__PROBLEM DESCRIPTION__
Scan the entries below and say how many lines contain "langid". Write only the number.

__RECORDS__
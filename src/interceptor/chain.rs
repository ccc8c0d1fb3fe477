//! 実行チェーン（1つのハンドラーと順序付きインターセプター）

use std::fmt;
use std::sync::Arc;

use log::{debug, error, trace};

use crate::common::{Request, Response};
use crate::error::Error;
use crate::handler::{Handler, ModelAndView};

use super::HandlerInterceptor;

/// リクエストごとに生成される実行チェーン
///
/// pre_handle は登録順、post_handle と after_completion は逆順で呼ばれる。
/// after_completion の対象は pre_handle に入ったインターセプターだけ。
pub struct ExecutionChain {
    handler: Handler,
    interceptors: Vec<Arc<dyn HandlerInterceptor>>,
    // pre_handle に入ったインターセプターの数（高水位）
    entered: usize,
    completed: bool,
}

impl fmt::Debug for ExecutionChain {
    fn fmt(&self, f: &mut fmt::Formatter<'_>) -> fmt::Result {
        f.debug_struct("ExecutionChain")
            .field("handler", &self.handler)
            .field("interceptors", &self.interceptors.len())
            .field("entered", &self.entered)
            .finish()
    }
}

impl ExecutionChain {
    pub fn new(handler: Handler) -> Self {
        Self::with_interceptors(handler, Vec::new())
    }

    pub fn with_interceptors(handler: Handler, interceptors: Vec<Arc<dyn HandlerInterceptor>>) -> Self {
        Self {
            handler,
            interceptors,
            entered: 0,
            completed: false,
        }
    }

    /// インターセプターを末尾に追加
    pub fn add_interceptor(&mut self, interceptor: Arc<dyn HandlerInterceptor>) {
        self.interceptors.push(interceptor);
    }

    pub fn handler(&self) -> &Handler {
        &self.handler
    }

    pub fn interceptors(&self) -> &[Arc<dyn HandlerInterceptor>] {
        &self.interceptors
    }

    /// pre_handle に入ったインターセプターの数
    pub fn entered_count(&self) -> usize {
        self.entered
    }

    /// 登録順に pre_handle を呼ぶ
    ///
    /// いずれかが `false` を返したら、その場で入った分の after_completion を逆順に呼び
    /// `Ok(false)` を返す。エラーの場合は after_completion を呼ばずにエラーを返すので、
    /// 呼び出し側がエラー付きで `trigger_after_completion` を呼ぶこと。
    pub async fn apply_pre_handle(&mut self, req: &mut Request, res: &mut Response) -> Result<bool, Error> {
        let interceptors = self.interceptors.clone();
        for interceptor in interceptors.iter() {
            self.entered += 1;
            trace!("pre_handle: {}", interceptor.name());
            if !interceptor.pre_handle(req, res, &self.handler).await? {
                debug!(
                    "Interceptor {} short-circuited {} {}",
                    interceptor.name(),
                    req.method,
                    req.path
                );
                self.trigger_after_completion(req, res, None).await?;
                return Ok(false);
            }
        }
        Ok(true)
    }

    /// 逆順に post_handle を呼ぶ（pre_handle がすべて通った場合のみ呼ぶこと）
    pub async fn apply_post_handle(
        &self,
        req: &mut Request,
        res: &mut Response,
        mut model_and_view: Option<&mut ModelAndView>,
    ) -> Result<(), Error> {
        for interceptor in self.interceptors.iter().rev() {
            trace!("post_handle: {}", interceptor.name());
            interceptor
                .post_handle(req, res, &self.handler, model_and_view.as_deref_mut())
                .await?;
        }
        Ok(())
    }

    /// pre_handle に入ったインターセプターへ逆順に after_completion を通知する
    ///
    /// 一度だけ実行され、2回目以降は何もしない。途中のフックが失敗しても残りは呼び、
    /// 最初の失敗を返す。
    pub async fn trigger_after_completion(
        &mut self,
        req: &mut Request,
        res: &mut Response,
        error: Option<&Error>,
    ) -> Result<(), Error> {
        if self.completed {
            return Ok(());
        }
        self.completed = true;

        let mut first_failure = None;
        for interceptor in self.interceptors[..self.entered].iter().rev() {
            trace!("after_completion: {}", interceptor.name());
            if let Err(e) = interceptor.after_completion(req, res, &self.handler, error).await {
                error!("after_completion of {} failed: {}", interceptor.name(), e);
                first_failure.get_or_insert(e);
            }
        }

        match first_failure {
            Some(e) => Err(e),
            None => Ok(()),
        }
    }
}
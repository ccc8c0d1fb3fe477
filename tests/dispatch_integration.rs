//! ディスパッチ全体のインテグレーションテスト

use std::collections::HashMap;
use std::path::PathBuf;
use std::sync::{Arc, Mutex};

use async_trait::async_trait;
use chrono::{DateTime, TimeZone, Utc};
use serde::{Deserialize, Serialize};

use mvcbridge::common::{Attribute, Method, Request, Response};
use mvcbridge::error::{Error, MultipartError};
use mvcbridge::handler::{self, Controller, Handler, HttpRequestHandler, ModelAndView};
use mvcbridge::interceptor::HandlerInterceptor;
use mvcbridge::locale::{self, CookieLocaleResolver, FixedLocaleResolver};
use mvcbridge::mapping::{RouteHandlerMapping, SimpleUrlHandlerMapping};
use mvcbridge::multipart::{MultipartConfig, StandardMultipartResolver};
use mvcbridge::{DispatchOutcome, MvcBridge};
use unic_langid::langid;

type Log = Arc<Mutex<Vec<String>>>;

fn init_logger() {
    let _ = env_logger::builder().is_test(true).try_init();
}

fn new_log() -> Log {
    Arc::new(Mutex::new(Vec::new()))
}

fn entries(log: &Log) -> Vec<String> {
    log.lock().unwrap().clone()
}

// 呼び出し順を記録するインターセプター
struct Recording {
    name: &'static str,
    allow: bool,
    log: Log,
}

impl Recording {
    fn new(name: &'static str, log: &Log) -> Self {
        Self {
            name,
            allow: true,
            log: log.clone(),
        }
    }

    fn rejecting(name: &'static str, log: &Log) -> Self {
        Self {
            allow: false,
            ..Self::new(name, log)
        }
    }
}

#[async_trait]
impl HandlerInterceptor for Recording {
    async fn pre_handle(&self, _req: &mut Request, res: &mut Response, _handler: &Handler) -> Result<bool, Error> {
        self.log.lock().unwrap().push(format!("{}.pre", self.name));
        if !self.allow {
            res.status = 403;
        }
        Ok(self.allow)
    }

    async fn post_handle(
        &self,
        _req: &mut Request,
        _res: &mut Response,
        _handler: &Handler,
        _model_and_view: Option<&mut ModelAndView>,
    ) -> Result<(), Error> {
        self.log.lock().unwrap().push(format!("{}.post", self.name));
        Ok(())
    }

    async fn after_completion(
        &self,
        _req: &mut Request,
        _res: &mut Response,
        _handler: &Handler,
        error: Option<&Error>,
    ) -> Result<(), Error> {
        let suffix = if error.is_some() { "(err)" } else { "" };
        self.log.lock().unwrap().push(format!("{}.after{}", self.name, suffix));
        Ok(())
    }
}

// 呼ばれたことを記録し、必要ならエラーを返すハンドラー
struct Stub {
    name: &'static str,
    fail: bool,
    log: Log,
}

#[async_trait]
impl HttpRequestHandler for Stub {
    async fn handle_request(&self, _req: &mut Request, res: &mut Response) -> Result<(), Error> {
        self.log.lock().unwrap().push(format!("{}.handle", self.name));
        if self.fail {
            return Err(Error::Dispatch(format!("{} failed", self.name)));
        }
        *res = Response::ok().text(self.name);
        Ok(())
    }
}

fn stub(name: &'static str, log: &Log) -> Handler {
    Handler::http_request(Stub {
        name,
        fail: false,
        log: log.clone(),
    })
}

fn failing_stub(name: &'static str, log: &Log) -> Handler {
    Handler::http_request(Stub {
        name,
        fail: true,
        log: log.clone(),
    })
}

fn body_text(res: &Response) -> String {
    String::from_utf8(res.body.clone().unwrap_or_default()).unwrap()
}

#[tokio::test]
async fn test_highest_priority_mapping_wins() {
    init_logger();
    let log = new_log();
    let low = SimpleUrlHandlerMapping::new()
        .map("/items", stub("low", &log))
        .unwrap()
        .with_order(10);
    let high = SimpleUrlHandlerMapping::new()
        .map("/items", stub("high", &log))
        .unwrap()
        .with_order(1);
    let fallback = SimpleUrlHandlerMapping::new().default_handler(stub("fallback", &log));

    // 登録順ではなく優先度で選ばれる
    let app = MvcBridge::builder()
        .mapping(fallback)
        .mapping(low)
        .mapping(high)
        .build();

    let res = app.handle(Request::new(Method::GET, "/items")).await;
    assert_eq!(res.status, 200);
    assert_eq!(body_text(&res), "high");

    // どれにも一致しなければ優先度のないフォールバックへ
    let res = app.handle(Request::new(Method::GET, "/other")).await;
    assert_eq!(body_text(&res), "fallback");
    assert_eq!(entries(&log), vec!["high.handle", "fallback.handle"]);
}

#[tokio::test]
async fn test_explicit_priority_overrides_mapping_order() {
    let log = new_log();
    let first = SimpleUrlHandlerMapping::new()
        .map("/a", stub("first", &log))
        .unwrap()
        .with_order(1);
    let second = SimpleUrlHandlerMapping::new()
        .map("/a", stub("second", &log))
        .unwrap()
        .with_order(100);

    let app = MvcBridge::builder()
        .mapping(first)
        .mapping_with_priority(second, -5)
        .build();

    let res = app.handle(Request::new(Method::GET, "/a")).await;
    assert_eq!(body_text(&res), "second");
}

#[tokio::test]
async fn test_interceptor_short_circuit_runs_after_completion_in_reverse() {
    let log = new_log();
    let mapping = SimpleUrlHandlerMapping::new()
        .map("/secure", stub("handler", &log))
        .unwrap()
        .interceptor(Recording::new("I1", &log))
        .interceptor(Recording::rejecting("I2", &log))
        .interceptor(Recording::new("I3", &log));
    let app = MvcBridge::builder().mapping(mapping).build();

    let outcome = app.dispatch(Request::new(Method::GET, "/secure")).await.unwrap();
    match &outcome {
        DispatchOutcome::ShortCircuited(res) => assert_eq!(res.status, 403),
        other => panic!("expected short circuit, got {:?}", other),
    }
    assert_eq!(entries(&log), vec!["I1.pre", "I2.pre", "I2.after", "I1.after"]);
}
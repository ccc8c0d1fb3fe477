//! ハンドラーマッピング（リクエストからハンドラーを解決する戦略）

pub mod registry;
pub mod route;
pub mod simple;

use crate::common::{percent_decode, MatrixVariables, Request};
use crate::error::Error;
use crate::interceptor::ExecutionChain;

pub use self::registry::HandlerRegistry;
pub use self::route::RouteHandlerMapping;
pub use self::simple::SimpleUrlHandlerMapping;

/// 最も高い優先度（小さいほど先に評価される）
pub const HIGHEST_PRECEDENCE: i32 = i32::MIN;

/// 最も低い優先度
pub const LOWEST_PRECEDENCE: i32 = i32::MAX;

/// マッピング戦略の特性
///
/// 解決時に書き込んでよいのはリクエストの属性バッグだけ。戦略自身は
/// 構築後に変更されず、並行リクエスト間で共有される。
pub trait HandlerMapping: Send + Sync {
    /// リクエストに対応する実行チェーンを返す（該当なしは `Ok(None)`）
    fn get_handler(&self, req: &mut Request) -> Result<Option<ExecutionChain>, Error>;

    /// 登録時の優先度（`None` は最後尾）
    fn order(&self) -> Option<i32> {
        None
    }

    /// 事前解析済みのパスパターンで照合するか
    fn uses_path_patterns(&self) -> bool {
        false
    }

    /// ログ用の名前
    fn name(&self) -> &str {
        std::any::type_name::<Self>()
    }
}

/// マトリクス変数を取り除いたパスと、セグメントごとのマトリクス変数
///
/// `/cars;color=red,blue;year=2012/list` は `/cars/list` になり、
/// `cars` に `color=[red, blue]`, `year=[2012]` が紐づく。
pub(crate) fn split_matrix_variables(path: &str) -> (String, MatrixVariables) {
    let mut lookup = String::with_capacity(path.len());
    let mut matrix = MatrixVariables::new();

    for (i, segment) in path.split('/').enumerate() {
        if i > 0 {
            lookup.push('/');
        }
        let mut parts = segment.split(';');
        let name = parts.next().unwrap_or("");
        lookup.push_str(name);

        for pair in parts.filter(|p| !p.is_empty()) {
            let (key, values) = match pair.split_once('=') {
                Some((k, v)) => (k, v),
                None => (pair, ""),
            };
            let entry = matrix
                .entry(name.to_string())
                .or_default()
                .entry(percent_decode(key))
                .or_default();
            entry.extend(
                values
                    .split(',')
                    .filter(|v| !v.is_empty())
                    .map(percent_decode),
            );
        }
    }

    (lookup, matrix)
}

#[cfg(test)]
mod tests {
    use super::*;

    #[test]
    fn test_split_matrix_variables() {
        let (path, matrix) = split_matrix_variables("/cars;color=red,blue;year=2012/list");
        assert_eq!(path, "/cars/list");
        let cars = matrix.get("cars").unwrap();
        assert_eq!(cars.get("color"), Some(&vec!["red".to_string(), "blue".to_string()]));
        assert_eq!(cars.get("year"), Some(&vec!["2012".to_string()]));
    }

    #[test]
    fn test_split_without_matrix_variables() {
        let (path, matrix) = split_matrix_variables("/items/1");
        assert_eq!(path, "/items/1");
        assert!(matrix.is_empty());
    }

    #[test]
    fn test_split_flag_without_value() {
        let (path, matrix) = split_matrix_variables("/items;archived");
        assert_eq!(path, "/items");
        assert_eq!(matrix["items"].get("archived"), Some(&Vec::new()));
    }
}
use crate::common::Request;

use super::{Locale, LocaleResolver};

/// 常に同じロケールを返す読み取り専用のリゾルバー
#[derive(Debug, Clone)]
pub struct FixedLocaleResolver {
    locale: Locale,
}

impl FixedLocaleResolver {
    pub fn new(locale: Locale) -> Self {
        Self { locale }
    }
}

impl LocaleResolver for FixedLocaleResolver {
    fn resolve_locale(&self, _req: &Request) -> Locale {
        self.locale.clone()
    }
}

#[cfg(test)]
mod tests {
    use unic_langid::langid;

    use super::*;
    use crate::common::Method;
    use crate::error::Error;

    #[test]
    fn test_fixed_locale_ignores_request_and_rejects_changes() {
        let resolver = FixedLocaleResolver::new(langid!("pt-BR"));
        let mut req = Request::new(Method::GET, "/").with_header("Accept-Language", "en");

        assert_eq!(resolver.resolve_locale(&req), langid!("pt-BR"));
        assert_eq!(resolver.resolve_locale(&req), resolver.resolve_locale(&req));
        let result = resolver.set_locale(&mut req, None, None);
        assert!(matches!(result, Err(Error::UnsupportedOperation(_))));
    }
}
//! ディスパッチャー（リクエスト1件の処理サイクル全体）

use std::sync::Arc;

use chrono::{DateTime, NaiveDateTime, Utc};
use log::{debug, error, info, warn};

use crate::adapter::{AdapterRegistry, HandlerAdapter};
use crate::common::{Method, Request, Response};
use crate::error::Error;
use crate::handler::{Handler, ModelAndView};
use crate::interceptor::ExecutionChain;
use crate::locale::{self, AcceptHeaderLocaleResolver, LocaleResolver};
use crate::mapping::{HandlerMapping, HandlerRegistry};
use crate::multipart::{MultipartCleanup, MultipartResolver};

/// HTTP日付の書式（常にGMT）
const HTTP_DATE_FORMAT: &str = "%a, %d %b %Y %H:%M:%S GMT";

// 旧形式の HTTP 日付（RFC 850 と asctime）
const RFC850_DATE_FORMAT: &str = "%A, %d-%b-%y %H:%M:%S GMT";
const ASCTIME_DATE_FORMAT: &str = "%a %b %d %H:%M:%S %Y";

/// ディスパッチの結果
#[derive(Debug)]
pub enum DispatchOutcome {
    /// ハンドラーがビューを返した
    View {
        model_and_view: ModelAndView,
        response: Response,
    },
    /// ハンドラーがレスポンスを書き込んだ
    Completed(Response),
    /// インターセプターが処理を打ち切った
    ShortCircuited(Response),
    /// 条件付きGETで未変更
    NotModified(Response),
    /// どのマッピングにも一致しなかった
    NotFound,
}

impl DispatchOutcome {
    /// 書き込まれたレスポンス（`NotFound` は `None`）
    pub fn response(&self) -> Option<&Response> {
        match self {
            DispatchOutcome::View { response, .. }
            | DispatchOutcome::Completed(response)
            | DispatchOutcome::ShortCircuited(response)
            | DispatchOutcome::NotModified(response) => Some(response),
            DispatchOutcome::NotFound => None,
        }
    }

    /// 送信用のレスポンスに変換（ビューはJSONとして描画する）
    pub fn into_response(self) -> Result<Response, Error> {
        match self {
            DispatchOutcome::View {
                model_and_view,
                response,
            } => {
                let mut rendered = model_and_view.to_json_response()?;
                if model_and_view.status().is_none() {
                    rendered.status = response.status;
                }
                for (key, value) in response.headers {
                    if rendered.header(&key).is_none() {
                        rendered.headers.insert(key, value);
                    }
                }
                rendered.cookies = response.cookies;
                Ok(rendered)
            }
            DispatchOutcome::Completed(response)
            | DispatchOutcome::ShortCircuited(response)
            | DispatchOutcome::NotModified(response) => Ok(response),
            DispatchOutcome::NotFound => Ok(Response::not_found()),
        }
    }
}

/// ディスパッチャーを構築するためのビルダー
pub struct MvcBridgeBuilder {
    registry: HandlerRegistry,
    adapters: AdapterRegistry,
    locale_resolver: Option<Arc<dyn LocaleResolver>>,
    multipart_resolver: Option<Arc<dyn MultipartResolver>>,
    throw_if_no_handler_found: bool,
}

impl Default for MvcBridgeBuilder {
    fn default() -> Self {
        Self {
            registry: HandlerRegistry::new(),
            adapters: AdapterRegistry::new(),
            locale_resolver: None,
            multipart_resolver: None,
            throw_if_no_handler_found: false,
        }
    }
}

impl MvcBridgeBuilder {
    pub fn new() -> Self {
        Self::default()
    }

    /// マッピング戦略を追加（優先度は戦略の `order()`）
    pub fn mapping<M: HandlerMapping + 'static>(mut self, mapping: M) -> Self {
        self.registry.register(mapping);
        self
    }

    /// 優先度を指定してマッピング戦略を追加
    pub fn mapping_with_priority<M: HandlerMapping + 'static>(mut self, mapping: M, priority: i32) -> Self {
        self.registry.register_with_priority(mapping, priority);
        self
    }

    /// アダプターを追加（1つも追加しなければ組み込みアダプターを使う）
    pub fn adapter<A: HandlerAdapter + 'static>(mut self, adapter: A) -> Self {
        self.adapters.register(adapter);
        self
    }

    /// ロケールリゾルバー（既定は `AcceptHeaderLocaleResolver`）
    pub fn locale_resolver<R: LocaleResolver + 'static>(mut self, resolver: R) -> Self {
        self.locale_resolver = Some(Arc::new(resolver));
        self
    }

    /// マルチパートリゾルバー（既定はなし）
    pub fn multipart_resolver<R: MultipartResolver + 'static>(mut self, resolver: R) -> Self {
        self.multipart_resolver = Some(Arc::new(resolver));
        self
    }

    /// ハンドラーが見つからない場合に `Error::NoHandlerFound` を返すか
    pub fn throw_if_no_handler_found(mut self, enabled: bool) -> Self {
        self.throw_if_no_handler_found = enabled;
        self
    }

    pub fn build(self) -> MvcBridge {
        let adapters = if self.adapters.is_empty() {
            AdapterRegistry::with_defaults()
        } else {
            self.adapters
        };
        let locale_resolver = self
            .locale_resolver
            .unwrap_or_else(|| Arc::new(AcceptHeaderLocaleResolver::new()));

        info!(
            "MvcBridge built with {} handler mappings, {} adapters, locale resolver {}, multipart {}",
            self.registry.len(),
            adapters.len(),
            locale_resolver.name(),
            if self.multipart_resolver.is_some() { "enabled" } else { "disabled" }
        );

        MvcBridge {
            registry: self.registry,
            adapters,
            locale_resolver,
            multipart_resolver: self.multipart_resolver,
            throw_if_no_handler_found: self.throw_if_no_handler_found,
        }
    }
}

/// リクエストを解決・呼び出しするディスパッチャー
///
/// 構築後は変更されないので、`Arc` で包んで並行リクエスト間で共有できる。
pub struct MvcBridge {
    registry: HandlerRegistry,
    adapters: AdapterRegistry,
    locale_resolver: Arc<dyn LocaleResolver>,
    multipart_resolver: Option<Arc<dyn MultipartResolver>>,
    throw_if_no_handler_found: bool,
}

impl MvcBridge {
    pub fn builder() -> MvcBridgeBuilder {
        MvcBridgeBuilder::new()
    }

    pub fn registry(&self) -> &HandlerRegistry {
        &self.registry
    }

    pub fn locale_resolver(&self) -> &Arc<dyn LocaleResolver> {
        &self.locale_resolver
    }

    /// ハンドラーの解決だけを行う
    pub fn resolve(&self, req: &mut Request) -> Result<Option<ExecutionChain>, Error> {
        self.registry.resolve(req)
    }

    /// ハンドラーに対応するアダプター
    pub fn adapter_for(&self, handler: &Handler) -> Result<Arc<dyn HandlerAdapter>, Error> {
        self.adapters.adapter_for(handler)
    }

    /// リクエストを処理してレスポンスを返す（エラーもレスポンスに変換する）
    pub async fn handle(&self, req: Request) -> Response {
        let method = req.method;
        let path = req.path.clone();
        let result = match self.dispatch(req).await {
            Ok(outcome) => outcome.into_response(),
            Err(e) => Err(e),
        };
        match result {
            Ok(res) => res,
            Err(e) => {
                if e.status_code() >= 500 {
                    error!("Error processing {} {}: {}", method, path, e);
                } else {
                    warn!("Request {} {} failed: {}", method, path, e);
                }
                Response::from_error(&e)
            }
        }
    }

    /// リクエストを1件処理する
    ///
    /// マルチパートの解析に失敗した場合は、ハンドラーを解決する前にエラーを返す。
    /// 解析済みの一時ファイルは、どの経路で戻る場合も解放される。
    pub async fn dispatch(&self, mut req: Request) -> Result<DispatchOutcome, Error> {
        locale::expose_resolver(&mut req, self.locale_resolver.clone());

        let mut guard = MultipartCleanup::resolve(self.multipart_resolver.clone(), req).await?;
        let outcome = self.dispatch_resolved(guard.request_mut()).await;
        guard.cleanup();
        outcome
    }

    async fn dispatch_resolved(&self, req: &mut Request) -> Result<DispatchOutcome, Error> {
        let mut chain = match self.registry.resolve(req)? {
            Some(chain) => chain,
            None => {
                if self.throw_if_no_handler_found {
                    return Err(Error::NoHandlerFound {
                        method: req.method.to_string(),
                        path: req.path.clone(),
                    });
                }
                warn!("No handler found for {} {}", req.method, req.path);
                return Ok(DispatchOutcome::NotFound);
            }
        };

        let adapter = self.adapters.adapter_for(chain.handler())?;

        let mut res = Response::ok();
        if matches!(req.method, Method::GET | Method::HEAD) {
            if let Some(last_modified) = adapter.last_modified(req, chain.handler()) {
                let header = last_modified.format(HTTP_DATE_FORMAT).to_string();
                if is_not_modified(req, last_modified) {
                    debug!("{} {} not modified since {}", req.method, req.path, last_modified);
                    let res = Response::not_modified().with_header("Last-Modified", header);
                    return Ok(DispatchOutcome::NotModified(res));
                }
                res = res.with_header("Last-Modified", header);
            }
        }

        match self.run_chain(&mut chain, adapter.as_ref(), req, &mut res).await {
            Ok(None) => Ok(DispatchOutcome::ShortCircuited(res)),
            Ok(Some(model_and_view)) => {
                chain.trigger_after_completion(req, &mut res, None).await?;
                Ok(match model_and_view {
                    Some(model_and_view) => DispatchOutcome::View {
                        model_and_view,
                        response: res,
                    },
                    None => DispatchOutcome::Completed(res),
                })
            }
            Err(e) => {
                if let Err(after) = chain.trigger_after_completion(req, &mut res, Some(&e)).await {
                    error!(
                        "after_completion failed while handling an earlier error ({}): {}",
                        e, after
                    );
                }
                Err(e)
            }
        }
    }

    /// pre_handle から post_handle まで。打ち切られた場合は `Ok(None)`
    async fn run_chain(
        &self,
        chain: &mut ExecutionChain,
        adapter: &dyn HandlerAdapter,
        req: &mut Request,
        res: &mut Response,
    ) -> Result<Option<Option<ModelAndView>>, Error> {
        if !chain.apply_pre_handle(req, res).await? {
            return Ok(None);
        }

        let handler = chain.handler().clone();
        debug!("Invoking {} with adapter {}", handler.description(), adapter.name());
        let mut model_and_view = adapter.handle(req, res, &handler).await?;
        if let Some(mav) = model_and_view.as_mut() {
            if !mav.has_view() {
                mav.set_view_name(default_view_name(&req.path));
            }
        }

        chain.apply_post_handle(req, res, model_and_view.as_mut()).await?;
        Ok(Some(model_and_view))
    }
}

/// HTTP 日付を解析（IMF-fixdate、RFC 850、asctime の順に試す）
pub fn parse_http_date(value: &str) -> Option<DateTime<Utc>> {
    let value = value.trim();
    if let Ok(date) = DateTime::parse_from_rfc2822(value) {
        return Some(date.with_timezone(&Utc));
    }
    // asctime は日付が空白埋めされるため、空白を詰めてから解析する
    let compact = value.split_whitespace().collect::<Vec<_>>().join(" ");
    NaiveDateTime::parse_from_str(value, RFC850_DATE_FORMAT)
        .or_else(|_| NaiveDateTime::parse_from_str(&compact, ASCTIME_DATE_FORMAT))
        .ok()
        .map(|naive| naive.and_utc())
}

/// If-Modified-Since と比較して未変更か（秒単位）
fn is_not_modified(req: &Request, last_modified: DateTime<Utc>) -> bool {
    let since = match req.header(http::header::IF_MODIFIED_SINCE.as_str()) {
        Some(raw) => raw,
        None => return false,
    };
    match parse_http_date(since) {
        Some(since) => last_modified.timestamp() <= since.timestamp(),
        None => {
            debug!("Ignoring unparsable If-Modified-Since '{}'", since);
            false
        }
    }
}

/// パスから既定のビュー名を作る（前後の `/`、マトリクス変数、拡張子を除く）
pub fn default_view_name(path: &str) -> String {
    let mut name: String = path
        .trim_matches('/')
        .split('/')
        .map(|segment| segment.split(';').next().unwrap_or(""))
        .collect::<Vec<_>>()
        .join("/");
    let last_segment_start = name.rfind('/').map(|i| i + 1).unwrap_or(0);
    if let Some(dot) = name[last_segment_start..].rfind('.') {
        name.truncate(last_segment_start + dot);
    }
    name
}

__RESULT OF THIS EXERCISE__
4